Resumen de los capítulos anteriores:

San Peterburgo. El vizconde Sacha Polilloff es un mal bicho que le hace la vida imposible a todo el mundo. Una muchacha llamada Tania cae en sus redes. Conoce luego a una tal Azucena y destruye su vida cual si fuese la de un insecto. Ahora estamos narrando la truculenta odisea que le cuenta Azucena a Tania en la sección de peletería fina de unos grandes almacenes. Lean, lean.
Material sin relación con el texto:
use crate::SnapError;
use overlord_state::{Document, LaneId};
use serde::{Deserialize, Serialize};
use std::fmt;
use std::str::FromStr;

/// How the task sets of a multi-snap request are grouped for rollback.
#[derive(Debug, Clone, Copy, Default, PartialEq, Eq, Serialize, Deserialize)]
#[serde(rename_all = "kebab-case")]
pub enum Transaction {
    /// No lane: every task rolls back on its own, within the implicit lane.
    #[default]
    None,
    /// One fresh lane per snap.
    PerSnap,
    /// One lane shared by every snap of the request.
    AllSnaps,
}

impl fmt::Display for Transaction {
    fn fmt(&self, f: &mut fmt::Formatter<'_>) -> fmt::Result {
        match self {
            Transaction::None => f.write_str(""),
            Transaction::PerSnap => f.write_str("per-snap"),
            Transaction::AllSnaps => f.write_str("all-snaps"),
        }
    }
}

impl FromStr for Transaction {
    type Err = SnapError;

    fn from_str(s: &str) -> Result<Self, Self::Err> {
        match s {
            "" => Ok(Transaction::None),
            "per-snap" => Ok(Transaction::PerSnap),
            "all-snaps" => Ok(Transaction::AllSnaps),
            other => Err(SnapError::UnknownTransaction(other.to_owned())),
        }
    }
}

/// Request options that affect lane assignment.
#[derive(Debug, Clone, Copy, PartialEq, Eq)]
pub struct Flags {
    pub transaction: Transaction,
    /// Shared lane for [`Transaction::AllSnaps`]. Allocated when left unset.
    pub lane: LaneId,
}

impl Default for Flags {
    fn default() -> Self {
        Self::new(Transaction::None)
    }
}

impl Flags {
    pub fn new(transaction: Transaction) -> Self {
        Self {
            transaction,
            lane: LaneId::NONE,
        }
    }

    /// Reject a lane without `AllSnaps`, and allocate the shared lane when
    /// `AllSnaps` has none yet.
    pub fn set_default_lane(&mut self, doc: &mut Document) -> Result<(), SnapError> {
        if self.transaction != Transaction::AllSnaps && !self.lane.is_none() {
            return Err(SnapError::LaneWithoutTransaction);
        }
        if self.transaction == Transaction::AllSnaps && self.lane.is_none() {
            self.lane = doc.new_lane();
        }
        Ok(())
    }

    /// Lane for the next snap's task set.
    pub fn generate_lane(&self, doc: &mut Document) -> LaneId {
        match self.transaction {
            Transaction::AllSnaps => self.lane,
            Transaction::PerSnap => doc.new_lane(),
            Transaction::None => LaneId::NONE,
        }
    }
}

#[cfg(test)]
mod tests {
    use super::*;

    #[test]
    fn lane_requires_all_snaps() {
        let mut doc = Document::default();
        let lane = doc.new_lane();
        for transaction in [Transaction::None, Transaction::PerSnap] {
            let mut flags = Flags {
                transaction,
                lane,
            };
            assert!(matches!(
                flags.set_default_lane(&mut doc),
                Err(SnapError::LaneWithoutTransaction)
            ));
        }
    }

    #[test]
    fn all_snaps_allocates_one_shared_lane() {
        let mut doc = Document::default();
        let mut flags = Flags::new(Transaction::AllSnaps);
        flags.set_default_lane(&mut doc).unwrap();
        assert!(!flags.lane.is_none());
        let first = flags.generate_lane(&mut doc);
        let second = flags.generate_lane(&mut doc);
        assert_eq!(first, flags.lane);
        assert_eq!(first, second);
    }

    #[test]
    fn all_snaps_keeps_a_supplied_lane() {
        let mut doc = Document::default();
        let lane = doc.new_lane();
        let mut flags = Flags {
            transaction: Transaction::AllSnaps,
            lane,
        };
        flags.set_default_lane(&mut doc).unwrap();
        assert_eq!(flags.lane, lane);
        assert_eq!(doc.last_lane_id(), 1);
    }

    #[test]
    fn per_snap_lanes_are_fresh() {
        let mut doc = Document::default();
        let mut flags = Flags::new(Transaction::PerSnap);
        flags.set_default_lane(&mut doc).unwrap();
        let a = flags.generate_lane(&mut doc);
        let b = flags.generate_lane(&mut doc);
        assert_ne!(a, b);
        assert!(!a.is_none() && !b.is_none());
    }

    #[test]
    fn no_transaction_means_no_lane() {
        let mut doc = Document::default();
        let flags = Flags::default();
        assert!(flags.generate_lane(&mut doc).is_none());
        assert_eq!(doc.last_lane_id(), 0);
    }

    #[test]
    fn transaction_names_parse() {
        assert_eq!("all-snaps".parse::<Transaction>().unwrap(), Transaction::AllSnaps);
        assert_eq!("per-snap".parse::<Transaction>().unwrap(), Transaction::PerSnap);
        assert_eq!("".parse::<Transaction>().unwrap(), Transaction::None);
        assert!("everything".parse::<Transaction>().is_err());
        assert_eq!(Transaction::PerSnap.to_string(), "per-snap");
    }
}
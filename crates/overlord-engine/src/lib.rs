//! Scheduling half of the overlord: handler registry, the task runner that
//! advances ready tasks and drives undo cascades, retry backoff, and the
//! `Overlord` loop thread that runs ensure passes on a timer and on demand.
//!
//! Handlers receive a `TaskContext` holding the state lock. Slow work goes
//! inside `TaskContext::unlock`, whose guard relocks when dropped.

pub mod cascade;
pub mod concurrency;
pub mod config;
pub mod context;
pub mod handler;
pub mod overlord;
pub mod retry;
pub mod runner;

pub use cascade::{plan_change_abort, plan_lane_abort, undo_order, UndoPlan};
pub use concurrency::{install_signal_handler, shutdown_requested, CancelToken};
pub use config::{EngineConfig, PruneConfig, RetryConfig};
pub use context::{TaskContext, Unlocked};
pub use handler::{Direction, HandlerRegistry, HandlerResult, Outcome, TaskError};
pub use overlord::Overlord;
pub use retry::RetryPolicy;
pub use runner::{EnsureReport, TaskRunner};

use overlord_state::StateError;
use std::time::Duration;
use thiserror::Error;

#[derive(Debug, Error)]
pub enum EngineError {
    #[error("state error: {0}")]
    State(#[from] StateError),
    #[error("invalid engine config: {0}")]
    Config(String),
    #[error("I/O error: {0}")]
    Io(#[from] std::io::Error),
    #[error("handler for task kind {0:?} already registered")]
    DuplicateHandler(String),
    #[error("no handler registered for task kinds: {}", .0.join(", "))]
    UnknownKinds(Vec<String>),
    #[error("tasks still pending after {0:?}")]
    SettleTimeout(Duration),
    #[error("runner is stopped")]
    Stopped,
}

/// Initialise process logging from `OVERLORD_LOG`, falling back to `default`.
///
/// Safe to call more than once; later calls are no-ops.
pub fn init_logging(default: &str) {
    let filter = tracing_subscriber::EnvFilter::try_from_env("OVERLORD_LOG")
        .unwrap_or_else(|_| tracing_subscriber::EnvFilter::new(default));
    let _ = tracing_subscriber::fmt()
        .with_env_filter(filter)
        .with_target(false)
        .without_time()
        .try_init();
}
use crate::change::{derive_status, Change};
use crate::data::DataBag;
use crate::ids::{ChangeId, LaneId, TaskId};
use crate::status::{validate_transition, Status};
use crate::task::{LogLevel, Task};
use crate::StateError;
use chrono::Utc;
use serde::de::DeserializeOwned;
use serde::{Deserialize, Serialize};
use std::collections::{BTreeMap, HashSet};
use tracing::debug;

/// The whole persisted object graph.
///
/// Only reachable through a [`StateGuard`](crate::StateGuard); every structural
/// operation planners need (changes, tasks, edges, lanes) lives here so that
/// cross-task invariants are enforced in one place.
#[derive(Debug, Default, Serialize, Deserialize)]
pub struct Document {
    #[serde(default, skip_serializing_if = "DataBag::is_empty")]
    data: DataBag,
    #[serde(default)]
    changes: BTreeMap<ChangeId, Change>,
    #[serde(default)]
    tasks: BTreeMap<TaskId, Task>,
    #[serde(default)]
    last_change_id: u64,
    #[serde(default)]
    last_task_id: u64,
    #[serde(default)]
    last_lane_id: u64,
    #[serde(skip)]
    modified: bool,
}

impl Document {
    pub fn get<T: DeserializeOwned>(&self, key: &str) -> Result<T, StateError> {
        self.data.get(key)
    }

    pub fn set<T: Serialize>(&mut self, key: &str, value: &T) -> Result<(), StateError> {
        self.data.set(key, value)
    }

    pub fn remove(&mut self, key: &str) -> bool {
        self.data.remove(key)
    }

    pub fn last_task_id(&self) -> u64 {
        self.last_task_id
    }

    pub fn last_change_id(&self) -> u64 {
        self.last_change_id
    }

    pub fn last_lane_id(&self) -> u64 {
        self.last_lane_id
    }

    pub fn new_change(&mut self, kind: &str, summary: &str) -> ChangeId {
        self.last_change_id += 1;
        let id = ChangeId::new(self.last_change_id);
        self.changes.insert(id, Change::new(id, kind, summary));
        debug!("new change {id} ({kind})");
        id
    }

    /// Create a task in `Do` attached to `change`.
    ///
    /// Fails with [`StateError::StaleChange`] once the change has reached a
    /// terminal status.
    pub fn new_task(
        &mut self,
        change: ChangeId,
        kind: &str,
        summary: &str,
    ) -> Result<TaskId, StateError> {
        let chg = self
            .changes
            .get(&change)
            .ok_or(StateError::ChangeNotFound(change))?;
        if chg.ready_time().is_some() {
            return Err(StateError::StaleChange(format!(
                "change {change} is already {}",
                self.change_status(change).unwrap_or(Status::Done)
            )));
        }
        self.last_task_id += 1;
        let id = TaskId::new(self.last_task_id);
        self.tasks.insert(id, Task::new(id, change, kind, summary));
        if let Some(chg) = self.changes.get_mut(&change) {
            chg.push_task(id);
        }
        Ok(id)
    }

    pub fn new_lane(&mut self) -> LaneId {
        self.last_lane_id += 1;
        LaneId::new(self.last_lane_id)
    }

    /// Make `task` wait for `prerequisite` to be `Done` before it runs.
    pub fn wait_for(&mut self, task: TaskId, prerequisite: TaskId) -> Result<(), StateError> {
        if task == prerequisite {
            return Err(StateError::Cycle { task, prerequisite });
        }
        let waiter = self.task(task).ok_or(StateError::TaskNotFound(task))?;
        if self.task(prerequisite).is_none() {
            return Err(StateError::TaskNotFound(prerequisite));
        }
        if !matches!(waiter.status(), Status::Do | Status::Wait | Status::Hold) {
            return Err(StateError::StaleChange(format!(
                "task {task} is already {}",
                waiter.status()
            )));
        }
        if self.depends_on(prerequisite, task) {
            return Err(StateError::Cycle { task, prerequisite });
        }
        if let Some(t) = self.tasks.get_mut(&task) {
            t.push_wait(prerequisite);
        }
        if let Some(p) = self.tasks.get_mut(&prerequisite) {
            p.push_halt(task);
        }
        Ok(())
    }

    /// True when `task` transitively waits for `target`.
    pub fn depends_on(&self, task: TaskId, target: TaskId) -> bool {
        let mut seen = HashSet::new();
        let mut stack = vec![task];
        while let Some(current) = stack.pop() {
            if current == target {
                return true;
            }
            if !seen.insert(current) {
                continue;
            }
            if let Some(t) = self.tasks.get(&current) {
                stack.extend_from_slice(t.wait_tasks());
            }
        }
        false
    }

    pub fn join_lane(&mut self, task: TaskId, lane: LaneId) -> Result<(), StateError> {
        if lane.get() > self.last_lane_id {
            return Err(StateError::UnknownLane(lane));
        }
        let t = self.tasks.get_mut(&task).ok_or(StateError::TaskNotFound(task))?;
        if !matches!(t.status(), Status::Do | Status::Wait | Status::Hold) {
            return Err(StateError::StaleChange(format!(
                "task {task} is already {}",
                t.status()
            )));
        }
        t.push_lane(lane);
        Ok(())
    }

    pub fn task(&self, id: TaskId) -> Option<&Task> {
        self.tasks.get(&id)
    }

    pub fn task_mut(&mut self, id: TaskId) -> Option<&mut Task> {
        self.tasks.get_mut(&id)
    }

    pub fn tasks(&self) -> impl Iterator<Item = &Task> {
        self.tasks.values()
    }

    pub fn change(&self, id: ChangeId) -> Option<&Change> {
        self.changes.get(&id)
    }

    pub fn change_mut(&mut self, id: ChangeId) -> Option<&mut Change> {
        self.changes.get_mut(&id)
    }

    pub fn changes(&self) -> impl Iterator<Item = &Change> {
        self.changes.values()
    }

    /// Tasks of a change, in creation order.
    pub fn change_tasks(&self, id: ChangeId) -> Vec<&Task> {
        self.changes
            .get(&id)
            .map(|c| c.task_ids().iter().filter_map(|t| self.tasks.get(t)).collect())
            .unwrap_or_default()
    }

    pub fn change_status(&self, id: ChangeId) -> Option<Status> {
        let chg = self.changes.get(&id)?;
        let statuses: Vec<Status> = chg
            .task_ids()
            .iter()
            .filter_map(|t| self.tasks.get(t))
            .map(Task::status)
            .collect();
        Some(derive_status(&statuses, chg.is_partially_irreversible()))
    }

    pub fn change_is_ready(&self, id: ChangeId) -> bool {
        self.change_status(id).is_some_and(Status::is_ready)
    }

    /// A change is clean when it is ready and every task has been cleaned up.
    pub fn change_is_clean(&self, id: ChangeId) -> bool {
        self.change_is_ready(id) && self.change_tasks(id).iter().all(|t| t.is_clean())
    }

    /// Changes that still have work to do.
    pub fn pending_changes(&self) -> Vec<ChangeId> {
        self.changes
            .keys()
            .copied()
            .filter(|id| !self.change_is_ready(*id))
            .collect()
    }

    /// Move a task to `status`, enforcing the lifecycle and keeping the
    /// owning change's ready time current.
    pub fn set_status(&mut self, task: TaskId, status: Status) -> Result<(), StateError> {
        let t = self.tasks.get_mut(&task).ok_or(StateError::TaskNotFound(task))?;
        let from = t.status();
        validate_transition(from, status)?;
        if from == status {
            return Ok(());
        }
        t.set_status_unchecked(status);
        let change = t.change();
        debug!("task {task} {from} -> {status}");
        self.sync_ready_time(change);
        Ok(())
    }

    /// Record that a `Done` task of `change` cannot be reverted.
    pub fn mark_irreversible(&mut self, task: TaskId) -> Result<(), StateError> {
        let change = self.task(task).ok_or(StateError::TaskNotFound(task))?.change();
        if let Some(chg) = self.changes.get_mut(&change) {
            chg.mark_irreversible(task);
        }
        self.sync_ready_time(change);
        Ok(())
    }

    fn sync_ready_time(&mut self, change: ChangeId) {
        let ready = self.change_is_ready(change);
        if let Some(chg) = self.changes.get_mut(&change) {
            match (ready, chg.ready_time()) {
                (true, None) => chg.set_ready_time(Some(Utc::now())),
                (false, Some(_)) => chg.set_ready_time(None),
                _ => {}
            }
        }
    }

    /// Pause a task that has not started yet.
    pub fn hold(&mut self, task: TaskId) -> Result<(), StateError> {
        let status = self.task(task).ok_or(StateError::TaskNotFound(task))?.status();
        if !matches!(status, Status::Do | Status::Wait) {
            return Err(StateError::InvalidTransition {
                from: status.to_string(),
                to: Status::Hold.to_string(),
            });
        }
        self.set_status(task, Status::Hold)?;
        if let Some(t) = self.tasks.get_mut(&task) {
            t.logf(LogLevel::Info, "task held");
        }
        Ok(())
    }

    pub fn release(&mut self, task: TaskId) -> Result<(), StateError> {
        let status = self.task(task).ok_or(StateError::TaskNotFound(task))?.status();
        if status != Status::Hold {
            return Err(StateError::InvalidTransition {
                from: status.to_string(),
                to: Status::Do.to_string(),
            });
        }
        self.set_status(task, Status::Do)?;
        if let Some(t) = self.tasks.get_mut(&task) {
            t.logf(LogLevel::Info, "task released");
        }
        Ok(())
    }

    /// Ask the engine to abort a change; the next ensure pass applies it.
    pub fn request_abort(&mut self, change: ChangeId) -> Result<(), StateError> {
        let ready = self.change_is_ready(change);
        let chg = self
            .changes
            .get_mut(&change)
            .ok_or(StateError::ChangeNotFound(change))?;
        if ready {
            return Err(StateError::StaleChange(format!(
                "change {change} is already ready"
            )));
        }
        chg.request_abort();
        Ok(())
    }

    /// Remove a change together with its tasks, dropping edges that pointed
    /// at them from tasks of other changes.
    pub fn remove_change(&mut self, id: ChangeId) -> Option<Change> {
        let chg = self.changes.remove(&id)?;
        for task in chg.task_ids() {
            self.remove_task(*task);
        }
        Some(chg)
    }

    pub(crate) fn remove_task(&mut self, id: TaskId) -> Option<Task> {
        let task = self.tasks.remove(&id)?;
        for other in task.wait_tasks().iter().chain(task.halt_tasks()) {
            if let Some(t) = self.tasks.get_mut(other) {
                t.forget_task(id);
            }
        }
        if let Some(chg) = self.changes.get_mut(&task.change()) {
            chg.forget_task(id);
        }
        Some(task)
    }

    pub(crate) fn orphan_tasks(&self) -> Vec<TaskId> {
        self.tasks
            .values()
            .filter(|t| {
                self.changes
                    .get(&t.change())
                    .map_or(true, |c| !c.task_ids().contains(&t.id()))
            })
            .map(Task::id)
            .collect()
    }

    /// Raise counters that fell behind stored ids. Returns true if any moved.
    pub(crate) fn repair_counters(&mut self) -> bool {
        let max_task = self.tasks.keys().next_back().map_or(0, |id| id.get());
        let max_change = self.changes.keys().next_back().map_or(0, |id| id.get());
        let max_lane = self
            .tasks
            .values()
            .flat_map(Task::lanes)
            .map(|l| l.get())
            .max()
            .unwrap_or(0);
        let mut repaired = false;
        if max_task > self.last_task_id {
            self.last_task_id = max_task;
            repaired = true;
        }
        if max_change > self.last_change_id {
            self.last_change_id = max_change;
            repaired = true;
        }
        if max_lane > self.last_lane_id {
            self.last_lane_id = max_lane;
            repaired = true;
        }
        repaired
    }

    /// Check referential integrity after a load.
    pub(crate) fn verify_references(&self) -> Result<(), String> {
        for (id, task) in &self.tasks {
            if task.id() != *id {
                return Err(format!("task stored under {id} claims id {}", task.id()));
            }
            for other in task.wait_tasks().iter().chain(task.halt_tasks()) {
                if !self.tasks.contains_key(other) {
                    return Err(format!("task {id} references missing task {other}"));
                }
            }
        }
        for (id, chg) in &self.changes {
            if chg.id() != *id {
                return Err(format!("change stored under {id} claims id {}", chg.id()));
            }
            for task in chg.task_ids() {
                match self.tasks.get(task) {
                    Some(t) if t.change() == *id => {}
                    Some(t) => {
                        return Err(format!(
                            "change {id} lists task {task} owned by change {}",
                            t.change()
                        ))
                    }
                    None => return Err(format!("change {id} lists missing task {task}")),
                }
            }
        }
        Ok(())
    }

    pub(crate) fn is_modified(&self) -> bool {
        self.modified
    }

    pub(crate) fn set_modified(&mut self, modified: bool) {
        self.modified = modified;
    }
}
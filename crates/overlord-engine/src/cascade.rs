//! Undo cascade planning.
//!
//! These functions only read the document. The runner applies the returned
//! plan; keeping the graph walk pure lets the lane rules be tested on their
//! own.

use overlord_state::{ChangeId, Document, Status, Task, TaskId};
use std::collections::{BTreeSet, HashMap, HashSet};

#[derive(Debug, Default, Clone, PartialEq, Eq)]
pub struct UndoPlan {
    /// Tasks to move to `Undo`, dependents before their prerequisites.
    pub undo: Vec<TaskId>,
    /// Running tasks to move to `Abort` and cancel.
    pub abort: Vec<TaskId>,
    /// `Done` tasks whose kind has no undo handler.
    pub irreversible: Vec<TaskId>,
}

impl UndoPlan {
    pub fn is_empty(&self) -> bool {
        self.undo.is_empty() && self.abort.is_empty() && self.irreversible.is_empty()
    }
}

/// Plan the rollback caused by `failing` erroring: every other task of the
/// same change that shares one of its lanes.
pub fn plan_lane_abort(
    doc: &Document,
    failing: TaskId,
    is_revertible: impl Fn(&str) -> bool,
) -> UndoPlan {
    let Some(task) = doc.task(failing) else {
        return UndoPlan::default();
    };
    let lanes = task.effective_lanes();
    let scope = doc
        .change_tasks(task.change())
        .into_iter()
        .filter(|t| t.id() != failing && t.shares_lane_with(&lanes));
    plan(doc, scope, is_revertible)
}

/// Plan the rollback of a whole change.
pub fn plan_change_abort(
    doc: &Document,
    change: ChangeId,
    is_revertible: impl Fn(&str) -> bool,
) -> UndoPlan {
    plan(doc, doc.change_tasks(change).into_iter(), is_revertible)
}

fn plan<'d>(
    doc: &Document,
    scope: impl Iterator<Item = &'d Task>,
    is_revertible: impl Fn(&str) -> bool,
) -> UndoPlan {
    let mut out = UndoPlan::default();
    let mut undo = Vec::new();
    for t in scope {
        match t.status() {
            Status::Do | Status::Wait | Status::Hold => undo.push(t.id()),
            Status::Doing => out.abort.push(t.id()),
            Status::Done if is_revertible(t.kind()) => undo.push(t.id()),
            Status::Done => out.irreversible.push(t.id()),
            _ => {}
        }
    }
    out.undo = undo_order(doc, &undo);
    out
}

/// Order `tasks` so every task comes before the tasks it waits for.
///
/// Only edges inside the set count. Ties go to the most recently created
/// task, so a plain chain unwinds last-in first-out.
pub fn undo_order(doc: &Document, tasks: &[TaskId]) -> Vec<TaskId> {
    let members: HashSet<TaskId> = tasks.iter().copied().collect();
    let mut dependents: HashMap<TaskId, usize> = HashMap::new();
    for id in &members {
        let count = doc.task(*id).map_or(0, |t| {
            t.halt_tasks().iter().filter(|h| members.contains(h)).count()
        });
        dependents.insert(*id, count);
    }

    let mut ready: BTreeSet<TaskId> = dependents
        .iter()
        .filter(|(_, n)| **n == 0)
        .map(|(id, _)| *id)
        .collect();
    let mut order = Vec::with_capacity(members.len());
    while let Some(id) = ready.pop_last() {
        order.push(id);
        let Some(task) = doc.task(id) else { continue };
        for prerequisite in task.wait_tasks() {
            if let Some(n) = dependents.get_mut(prerequisite) {
                *n -= 1;
                if *n == 0 {
                    ready.insert(*prerequisite);
                }
            }
        }
    }
    order
}
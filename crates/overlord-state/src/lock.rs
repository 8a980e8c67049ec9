use crate::StateError;
use fs2::FileExt;
use std::fs::{File, OpenOptions};
use std::path::{Path, PathBuf};

/// Exclusive advisory lock marking one process as the owner of a state file.
///
/// The lock is released on drop, and by the kernel if the process dies.
#[derive(Debug)]
pub struct StateLock {
    lock_file: File,
    path: PathBuf,
}

impl StateLock {
    pub fn acquire(lock_path: &Path) -> Result<Self, StateError> {
        let file = open_lock_file(lock_path)?;
        file.lock_exclusive()
            .map_err(|e| StateError::LockFailed(format!("{}: {e}", lock_path.display())))?;
        Ok(Self {
            lock_file: file,
            path: lock_path.to_path_buf(),
        })
    }

    pub fn try_acquire(lock_path: &Path) -> Result<Option<Self>, StateError> {
        let file = open_lock_file(lock_path)?;
        match file.try_lock_exclusive() {
            Ok(()) => Ok(Some(Self {
                lock_file: file,
                path: lock_path.to_path_buf(),
            })),
            Err(_) => Ok(None),
        }
    }

    pub fn path(&self) -> &Path {
        &self.path
    }
}

fn open_lock_file(lock_path: &Path) -> Result<File, StateError> {
    if let Some(parent) = lock_path.parent() {
        std::fs::create_dir_all(parent)?;
    }
    let file = OpenOptions::new()
        .create(true)
        .write(true)
        .truncate(false)
        .open(lock_path)?;
    Ok(file)
}

impl Drop for StateLock {
    fn drop(&mut self) {
        let _ = self.lock_file.unlock();
    }
}

#[cfg(test)]
mod tests {
    use super::*;
    use crate::State;
    use std::time::{Duration, Instant};

    #[test]
    fn held_lock_keeps_state_closed() {
        let dir = tempfile::tempdir().unwrap();
        let state_path = dir.path().join("state.json");
        let owner = StateLock::acquire(&dir.path().join("state.json.lock")).unwrap();

        assert!(matches!(
            State::open(&state_path),
            Err(StateError::LockFailed(_))
        ));
        drop(owner);
        assert!(State::open(&state_path).is_ok());
    }

    #[test]
    fn open_state_holds_its_lock_file() {
        let dir = tempfile::tempdir().unwrap();
        let _state = State::open(dir.path().join("state.json")).unwrap();
        let lock_path = dir.path().join("state.json.lock");
        assert!(StateLock::try_acquire(&lock_path).unwrap().is_none());
    }

    #[test]
    fn acquire_waits_for_the_previous_owner() {
        let dir = tempfile::tempdir().unwrap();
        let lock_path = dir.path().join("var").join("state.json.lock");
        let owner = StateLock::try_acquire(&lock_path).unwrap().unwrap();
        assert_eq!(owner.path(), lock_path.as_path());

        let start = Instant::now();
        let releaser = std::thread::spawn(move || {
            std::thread::sleep(Duration::from_millis(50));
            drop(owner);
        });
        let next = StateLock::acquire(&lock_path).unwrap();
        assert!(start.elapsed() >= Duration::from_millis(40));
        releaser.join().unwrap();
        drop(next);
    }
}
»Mi prometido, Nicéforo Pistón, y yo caminamos largo rato cogidos de los pies sin decirnos nada. Nuestras almas estaban apesadumbradas por los tristes acontecimientos últimamente sucedidos. La miserable figura del vizconde Sacha Polilloff se interponía entre nosotros dos amenazando la paz y la felicidad de nuestro futuro hogar.

»―Huyamos a Suiza, amado mío. Allá seremos felices construyendo relojes ―pude decir al fin cayendo de rodillas a los pies de mi prometido y poniéndome la falda perdida de barro.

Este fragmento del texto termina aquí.